**Dataset extract**

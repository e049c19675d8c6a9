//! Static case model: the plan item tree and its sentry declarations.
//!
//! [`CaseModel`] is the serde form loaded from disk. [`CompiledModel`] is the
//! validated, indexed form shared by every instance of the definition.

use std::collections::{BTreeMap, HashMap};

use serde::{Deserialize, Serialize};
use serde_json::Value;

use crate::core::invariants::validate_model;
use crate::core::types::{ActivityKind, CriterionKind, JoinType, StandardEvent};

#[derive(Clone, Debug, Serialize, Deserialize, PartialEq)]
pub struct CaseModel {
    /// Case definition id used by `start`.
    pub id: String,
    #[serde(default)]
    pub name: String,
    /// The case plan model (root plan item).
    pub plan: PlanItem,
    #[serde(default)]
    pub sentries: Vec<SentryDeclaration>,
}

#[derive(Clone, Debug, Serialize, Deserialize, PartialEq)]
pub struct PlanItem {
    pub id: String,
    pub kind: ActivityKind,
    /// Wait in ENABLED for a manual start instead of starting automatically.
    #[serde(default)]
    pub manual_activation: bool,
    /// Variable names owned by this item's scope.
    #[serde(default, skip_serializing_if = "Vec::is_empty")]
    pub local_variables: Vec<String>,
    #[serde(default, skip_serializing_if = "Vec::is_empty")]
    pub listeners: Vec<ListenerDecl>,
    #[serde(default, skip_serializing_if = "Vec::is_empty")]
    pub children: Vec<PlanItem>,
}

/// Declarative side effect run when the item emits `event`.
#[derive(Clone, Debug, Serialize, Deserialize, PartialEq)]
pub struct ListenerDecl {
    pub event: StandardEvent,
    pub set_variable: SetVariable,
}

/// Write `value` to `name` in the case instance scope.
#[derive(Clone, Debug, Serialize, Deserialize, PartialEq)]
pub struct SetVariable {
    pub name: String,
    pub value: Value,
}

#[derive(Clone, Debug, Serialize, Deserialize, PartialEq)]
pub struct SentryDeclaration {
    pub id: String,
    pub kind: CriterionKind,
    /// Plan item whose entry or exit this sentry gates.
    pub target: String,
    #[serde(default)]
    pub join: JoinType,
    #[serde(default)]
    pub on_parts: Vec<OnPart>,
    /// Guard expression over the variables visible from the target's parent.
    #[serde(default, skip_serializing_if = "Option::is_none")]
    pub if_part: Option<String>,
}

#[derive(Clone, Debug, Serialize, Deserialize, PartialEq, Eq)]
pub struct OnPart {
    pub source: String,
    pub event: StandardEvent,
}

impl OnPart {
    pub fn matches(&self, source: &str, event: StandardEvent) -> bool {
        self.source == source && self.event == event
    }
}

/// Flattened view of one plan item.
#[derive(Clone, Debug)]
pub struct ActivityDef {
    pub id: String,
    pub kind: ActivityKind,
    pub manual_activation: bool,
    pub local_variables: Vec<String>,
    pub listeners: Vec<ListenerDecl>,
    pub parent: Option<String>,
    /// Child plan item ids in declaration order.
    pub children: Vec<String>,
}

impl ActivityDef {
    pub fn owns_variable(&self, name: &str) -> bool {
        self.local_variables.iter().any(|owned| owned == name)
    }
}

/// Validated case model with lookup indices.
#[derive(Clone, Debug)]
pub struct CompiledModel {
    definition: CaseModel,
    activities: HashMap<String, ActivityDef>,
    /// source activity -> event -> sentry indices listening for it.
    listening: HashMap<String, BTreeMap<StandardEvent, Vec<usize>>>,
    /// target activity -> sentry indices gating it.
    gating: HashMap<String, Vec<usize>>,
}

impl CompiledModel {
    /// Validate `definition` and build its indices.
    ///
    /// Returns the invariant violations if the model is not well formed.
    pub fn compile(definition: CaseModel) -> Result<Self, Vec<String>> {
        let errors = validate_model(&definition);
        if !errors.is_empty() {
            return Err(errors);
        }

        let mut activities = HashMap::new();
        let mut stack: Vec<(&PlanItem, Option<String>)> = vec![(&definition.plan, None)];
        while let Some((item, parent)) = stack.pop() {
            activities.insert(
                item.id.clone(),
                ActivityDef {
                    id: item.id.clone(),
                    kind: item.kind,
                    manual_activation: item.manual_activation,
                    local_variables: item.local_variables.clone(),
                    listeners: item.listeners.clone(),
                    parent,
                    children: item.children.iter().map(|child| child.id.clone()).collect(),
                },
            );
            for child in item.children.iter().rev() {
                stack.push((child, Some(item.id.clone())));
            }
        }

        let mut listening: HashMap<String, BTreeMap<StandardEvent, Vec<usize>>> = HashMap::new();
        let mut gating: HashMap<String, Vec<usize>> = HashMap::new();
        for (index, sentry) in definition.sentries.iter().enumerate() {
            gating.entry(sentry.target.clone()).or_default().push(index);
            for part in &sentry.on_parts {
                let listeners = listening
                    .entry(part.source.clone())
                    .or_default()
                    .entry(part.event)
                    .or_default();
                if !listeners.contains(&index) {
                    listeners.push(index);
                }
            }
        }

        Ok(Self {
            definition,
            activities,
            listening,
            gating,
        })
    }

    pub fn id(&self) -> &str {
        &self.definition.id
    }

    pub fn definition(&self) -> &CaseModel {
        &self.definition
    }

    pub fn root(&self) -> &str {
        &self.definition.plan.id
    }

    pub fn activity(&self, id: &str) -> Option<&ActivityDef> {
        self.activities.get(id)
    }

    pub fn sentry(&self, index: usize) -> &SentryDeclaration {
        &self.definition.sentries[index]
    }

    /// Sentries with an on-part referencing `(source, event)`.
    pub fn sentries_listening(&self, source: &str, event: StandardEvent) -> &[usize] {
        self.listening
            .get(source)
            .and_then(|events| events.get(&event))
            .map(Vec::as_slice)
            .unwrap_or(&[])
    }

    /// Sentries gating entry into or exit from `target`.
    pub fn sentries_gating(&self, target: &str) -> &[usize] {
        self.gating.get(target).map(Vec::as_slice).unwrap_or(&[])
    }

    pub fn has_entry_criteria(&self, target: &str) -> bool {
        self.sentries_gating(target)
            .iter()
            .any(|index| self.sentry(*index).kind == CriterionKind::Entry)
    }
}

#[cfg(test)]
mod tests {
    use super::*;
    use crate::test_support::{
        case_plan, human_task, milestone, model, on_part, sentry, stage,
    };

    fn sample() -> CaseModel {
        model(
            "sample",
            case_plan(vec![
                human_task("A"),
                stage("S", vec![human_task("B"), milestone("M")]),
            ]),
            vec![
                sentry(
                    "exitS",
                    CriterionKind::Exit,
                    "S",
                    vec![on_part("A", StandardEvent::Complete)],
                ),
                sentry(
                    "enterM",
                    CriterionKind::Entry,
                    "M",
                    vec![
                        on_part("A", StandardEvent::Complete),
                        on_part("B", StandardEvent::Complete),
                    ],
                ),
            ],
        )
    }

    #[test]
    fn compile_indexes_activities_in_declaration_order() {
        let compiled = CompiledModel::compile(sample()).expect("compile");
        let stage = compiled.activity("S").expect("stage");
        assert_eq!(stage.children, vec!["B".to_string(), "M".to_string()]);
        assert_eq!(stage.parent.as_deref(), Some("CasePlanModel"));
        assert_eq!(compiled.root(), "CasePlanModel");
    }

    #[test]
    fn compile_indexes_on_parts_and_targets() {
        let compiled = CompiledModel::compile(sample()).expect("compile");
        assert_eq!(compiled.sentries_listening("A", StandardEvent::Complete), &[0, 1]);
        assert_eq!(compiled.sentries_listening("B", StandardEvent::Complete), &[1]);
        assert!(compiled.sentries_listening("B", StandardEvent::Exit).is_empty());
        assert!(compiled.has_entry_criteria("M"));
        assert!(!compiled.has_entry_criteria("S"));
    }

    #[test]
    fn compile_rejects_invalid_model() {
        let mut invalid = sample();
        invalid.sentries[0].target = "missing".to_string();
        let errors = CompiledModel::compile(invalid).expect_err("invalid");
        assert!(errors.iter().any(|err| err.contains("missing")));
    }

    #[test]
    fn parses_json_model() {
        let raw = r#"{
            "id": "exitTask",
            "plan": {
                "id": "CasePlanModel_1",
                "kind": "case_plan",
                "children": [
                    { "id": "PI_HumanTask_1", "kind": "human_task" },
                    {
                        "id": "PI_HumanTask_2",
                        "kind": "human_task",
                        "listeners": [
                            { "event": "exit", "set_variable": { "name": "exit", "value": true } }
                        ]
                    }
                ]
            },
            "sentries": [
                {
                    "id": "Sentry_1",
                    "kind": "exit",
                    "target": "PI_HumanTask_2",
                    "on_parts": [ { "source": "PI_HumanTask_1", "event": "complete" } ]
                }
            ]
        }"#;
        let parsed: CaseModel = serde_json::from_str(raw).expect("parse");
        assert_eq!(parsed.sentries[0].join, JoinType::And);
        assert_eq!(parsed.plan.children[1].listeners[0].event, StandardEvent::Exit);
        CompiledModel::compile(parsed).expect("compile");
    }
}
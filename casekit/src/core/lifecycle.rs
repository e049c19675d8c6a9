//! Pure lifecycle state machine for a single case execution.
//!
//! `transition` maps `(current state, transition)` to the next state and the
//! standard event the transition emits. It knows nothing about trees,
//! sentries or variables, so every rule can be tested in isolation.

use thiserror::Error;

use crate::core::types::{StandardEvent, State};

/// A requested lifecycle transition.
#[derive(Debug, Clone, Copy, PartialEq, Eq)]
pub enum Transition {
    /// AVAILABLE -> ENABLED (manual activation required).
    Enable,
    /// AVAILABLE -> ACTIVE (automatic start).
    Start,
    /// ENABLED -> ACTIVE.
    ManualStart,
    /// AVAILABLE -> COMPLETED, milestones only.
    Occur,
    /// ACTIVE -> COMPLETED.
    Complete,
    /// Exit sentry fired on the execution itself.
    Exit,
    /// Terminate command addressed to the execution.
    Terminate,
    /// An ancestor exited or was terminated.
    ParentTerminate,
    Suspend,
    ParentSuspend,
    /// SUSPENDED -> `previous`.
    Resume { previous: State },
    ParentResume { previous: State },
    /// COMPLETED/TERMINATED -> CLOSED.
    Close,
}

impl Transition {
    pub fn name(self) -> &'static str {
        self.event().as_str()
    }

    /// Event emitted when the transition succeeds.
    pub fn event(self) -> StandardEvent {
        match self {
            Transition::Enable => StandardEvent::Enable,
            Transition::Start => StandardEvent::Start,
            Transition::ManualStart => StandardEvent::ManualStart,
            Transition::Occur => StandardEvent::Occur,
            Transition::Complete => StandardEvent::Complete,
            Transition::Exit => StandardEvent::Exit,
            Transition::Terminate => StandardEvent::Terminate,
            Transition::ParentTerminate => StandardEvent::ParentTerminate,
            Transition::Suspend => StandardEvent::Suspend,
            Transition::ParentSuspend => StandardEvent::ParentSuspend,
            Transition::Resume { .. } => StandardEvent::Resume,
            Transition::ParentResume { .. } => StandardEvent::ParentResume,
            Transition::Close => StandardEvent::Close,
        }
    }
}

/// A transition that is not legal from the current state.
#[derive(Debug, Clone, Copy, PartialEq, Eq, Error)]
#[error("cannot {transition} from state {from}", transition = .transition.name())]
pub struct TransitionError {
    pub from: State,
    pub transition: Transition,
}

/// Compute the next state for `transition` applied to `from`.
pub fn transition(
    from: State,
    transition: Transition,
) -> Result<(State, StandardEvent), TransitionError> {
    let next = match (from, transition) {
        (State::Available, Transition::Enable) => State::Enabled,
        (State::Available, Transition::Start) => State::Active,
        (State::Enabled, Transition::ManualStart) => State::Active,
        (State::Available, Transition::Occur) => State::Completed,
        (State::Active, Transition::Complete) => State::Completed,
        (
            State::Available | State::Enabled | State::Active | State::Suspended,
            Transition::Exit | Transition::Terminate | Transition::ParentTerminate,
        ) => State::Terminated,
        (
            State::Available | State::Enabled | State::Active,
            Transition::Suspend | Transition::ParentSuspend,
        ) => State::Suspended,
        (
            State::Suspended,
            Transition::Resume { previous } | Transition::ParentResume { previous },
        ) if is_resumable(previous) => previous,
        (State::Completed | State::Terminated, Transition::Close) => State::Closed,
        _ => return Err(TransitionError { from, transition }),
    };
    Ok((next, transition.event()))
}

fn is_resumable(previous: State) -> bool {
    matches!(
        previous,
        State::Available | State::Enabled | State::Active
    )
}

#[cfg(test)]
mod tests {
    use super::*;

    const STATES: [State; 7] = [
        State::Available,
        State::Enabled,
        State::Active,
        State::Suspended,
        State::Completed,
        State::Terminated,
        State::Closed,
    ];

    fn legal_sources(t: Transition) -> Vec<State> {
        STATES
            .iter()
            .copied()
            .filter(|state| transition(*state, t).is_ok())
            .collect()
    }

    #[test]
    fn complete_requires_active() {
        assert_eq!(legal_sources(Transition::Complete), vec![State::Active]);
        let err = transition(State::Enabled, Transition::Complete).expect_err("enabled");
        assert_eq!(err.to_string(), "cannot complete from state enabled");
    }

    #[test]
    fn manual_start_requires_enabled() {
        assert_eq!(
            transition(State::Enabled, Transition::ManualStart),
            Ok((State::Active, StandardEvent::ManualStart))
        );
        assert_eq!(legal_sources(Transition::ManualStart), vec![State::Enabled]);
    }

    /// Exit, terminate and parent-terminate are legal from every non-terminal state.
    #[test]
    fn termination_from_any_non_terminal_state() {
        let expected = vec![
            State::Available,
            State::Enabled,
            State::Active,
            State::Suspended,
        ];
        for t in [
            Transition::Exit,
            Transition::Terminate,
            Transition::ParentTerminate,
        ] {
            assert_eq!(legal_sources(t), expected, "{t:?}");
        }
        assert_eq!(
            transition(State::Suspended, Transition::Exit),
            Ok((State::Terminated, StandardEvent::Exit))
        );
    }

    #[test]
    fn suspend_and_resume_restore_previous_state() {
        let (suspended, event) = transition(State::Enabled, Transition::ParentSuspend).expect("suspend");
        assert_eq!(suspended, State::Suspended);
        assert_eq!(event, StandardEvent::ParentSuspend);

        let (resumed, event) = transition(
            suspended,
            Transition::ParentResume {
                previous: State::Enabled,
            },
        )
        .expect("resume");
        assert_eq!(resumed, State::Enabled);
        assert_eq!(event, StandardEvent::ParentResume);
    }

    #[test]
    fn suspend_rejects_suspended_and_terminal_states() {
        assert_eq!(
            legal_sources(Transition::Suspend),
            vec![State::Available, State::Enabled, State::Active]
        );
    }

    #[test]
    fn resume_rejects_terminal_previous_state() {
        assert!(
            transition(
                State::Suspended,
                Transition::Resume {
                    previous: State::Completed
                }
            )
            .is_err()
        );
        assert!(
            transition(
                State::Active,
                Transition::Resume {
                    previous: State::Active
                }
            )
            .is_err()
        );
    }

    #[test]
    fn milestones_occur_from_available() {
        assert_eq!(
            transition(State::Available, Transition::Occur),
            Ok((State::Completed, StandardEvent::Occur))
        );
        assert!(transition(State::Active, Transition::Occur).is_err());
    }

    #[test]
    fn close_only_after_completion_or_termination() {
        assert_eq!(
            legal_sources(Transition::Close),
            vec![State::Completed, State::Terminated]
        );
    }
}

**What you are asked to do**
Your task is to find every line above containing the word "Some" and copy it.

**Answer space**
        while let Some((item, parent)) = stack.pop() {
                stack.push((child, Some(item.id.clone())));
        assert_eq!(stage.parent.as_deref(), Some("CasePlanModel"));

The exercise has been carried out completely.